Recumbent proselytizer Jonathan Dietch took reporter Janet Cromley along for a spin recently on his tandem. (She learned that 1] recumbent biking is fun and 2] cleaning mud off a video camera is difficult.) He and other enthusiasts say that unlike road bikes, recumbents stand out. That's true -- as has been the contention that the bikes are gonna take off among a mass audience. (Any time now. Really. The public is ready. Wait and see... ) That possibility is one of the reasons we wrote the story.
With baby boomers hitting middle age and aware of the price of inactivity -- as well as the price of gas, recumbent bikes are a less traditional, more attention-getting way of hitting the road in a healthy way. The machines are easier on the spine, hips, wrists, shoulders and neck than traditional bikes, but no less obsession-inducing for that.
Their owners can be just as gear-focused as their more upright brethren and, with fewer numbers, can even consider themselves more elite in a certain sense. And, if what's holding you back is the desire for bragging rights among your clique, note that though the bikes may look laid back, they can cost plenty. They only start at around $600. The status-conscious (sorry, performance-conscious) can still plunk down thousands.

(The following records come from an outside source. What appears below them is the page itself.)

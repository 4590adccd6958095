//! Consultation durations.
//!
//! Start and end stamps are written by the status workflow; this module only
//! reads them. The average is a heuristic kept compatible with historical
//! figures: explicit stamps first, audit timestamps as a fallback, and any
//! sample outside the open interval (0, 240) minutes is discarded.

use chrono::{DateTime, Utc};

use crate::models::Appointment;

/// Samples at or beyond this many minutes are treated as bad data.
pub const MAX_PLAUSIBLE_MINUTES: i64 = 240;

/// Whole minutes elapsed; a partial minute is dropped.
fn minutes_between(start: DateTime<Utc>, end: DateTime<Utc>) -> i64 {
    (end - start).num_minutes()
}

fn plausible(minutes: i64) -> Option<i64> {
    (minutes > 0 && minutes < MAX_PLAUSIBLE_MINUTES).then_some(minutes)
}

/// Duration of one consultation, or `None` when neither source is usable.
pub fn consultation_minutes(appointment: &Appointment) -> Option<i64> {
    let stamped = appointment
        .consultation_started_at
        .zip(appointment.consultation_ended_at)
        .and_then(|(start, end)| plausible(minutes_between(start, end)));

    stamped.or_else(|| plausible(minutes_between(appointment.created_at, appointment.updated_at)))
}

/// Rounded mean over the usable samples; 0 when there are none.
pub fn average_duration(completed: &[Appointment]) -> i64 {
    let samples: Vec<i64> = completed.iter().filter_map(consultation_minutes).collect();
    if samples.is_empty() {
        return 0;
    }
    (samples.iter().sum::<i64>() as f64 / samples.len() as f64).round() as i64
}

#[cfg(test)]
mod tests {
    use super::*;
    use crate::models::AppointmentStatus;
    use chrono::{Duration, NaiveDate, TimeZone};

    fn completed(started: Option<i64>, ended: Option<i64>, audit_minutes: i64) -> Appointment {
        let base = Utc.with_ymd_and_hms(2026, 10, 15, 9, 0, 0).unwrap();
        Appointment {
            id: 1,
            patient_id: 1,
            patient_name: "Test Patient".into(),
            appointment_date: NaiveDate::from_ymd_opt(2026, 10, 15)
                .unwrap()
                .and_hms_opt(9, 0, 0)
                .unwrap(),
            appointment_type: None,
            notes: None,
            status: AppointmentStatus::Completed,
            consultation_started_at: started.map(|m| base + Duration::minutes(m)),
            consultation_ended_at: ended.map(|m| base + Duration::minutes(m)),
            payment_cents: 0,
            payment_method: None,
            has_insurance_coverage: false,
            diagnostic: None,
            created_at: base,
            updated_at: base + Duration::minutes(audit_minutes),
        }
    }

    #[test]
    fn long_consultations_are_excluded_not_clamped() {
        // audit fallback is also out of bounds for the 300 minute one
        let sample = vec![
            completed(Some(0), Some(10), 0),
            completed(Some(0), Some(300), 300),
        ];
        assert_eq!(average_duration(&sample), 10);
    }

    #[test]
    fn falls_back_to_audit_timestamps() {
        let sample = vec![completed(None, None, 20), completed(Some(5), Some(5), 30)];
        // zero-length stamps are rejected, so the second one uses 30
        assert_eq!(average_duration(&sample), 25);
    }

    #[test]
    fn empty_or_unusable_sample_is_zero() {
        assert_eq!(average_duration(&[]), 0);
        assert_eq!(average_duration(&[completed(None, None, 0)]), 0);
        assert_eq!(average_duration(&[completed(None, None, 500)]), 0);
    }

    #[test]
    fn average_rounds_to_nearest_minute() {
        let sample = vec![
            completed(Some(0), Some(10), 0),
            completed(Some(0), Some(11), 0),
        ];
        // 10.5 rounds away from zero
        assert_eq!(average_duration(&sample), 11);
    }

    #[test]
    fn partial_minutes_are_truncated() {
        let base = Utc.with_ymd_and_hms(2026, 10, 15, 9, 0, 0).unwrap();
        let mut short = completed(None, None, 0);
        short.consultation_started_at = Some(base);
        short.consultation_ended_at = Some(base + Duration::seconds(30));
        assert_eq!(consultation_minutes(&short), None);

        let mut longer = completed(None, None, 0);
        longer.consultation_started_at = Some(base);
        longer.consultation_ended_at = Some(base + Duration::seconds(12 * 60 + 59));
        assert_eq!(consultation_minutes(&longer), Some(12));
    }
}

Speed? Not a problem either.
For a nice introduction to the joys of recumbent cycling, check out the Recumbent Blog. The blog closed recently -- the writer rider has moved on -- but it's still an excellent resource. And then there's RecumBum, which bills itself as "the musings of a recumbent bicycle bum."
So if you've been using the "I can't ride my bike because of my knees" excuse, give it up.
That's the Health section for you -- shooting down those I-can't-exercise-because explanations one feeble excuse at a time. (Our other reason for doing the story.)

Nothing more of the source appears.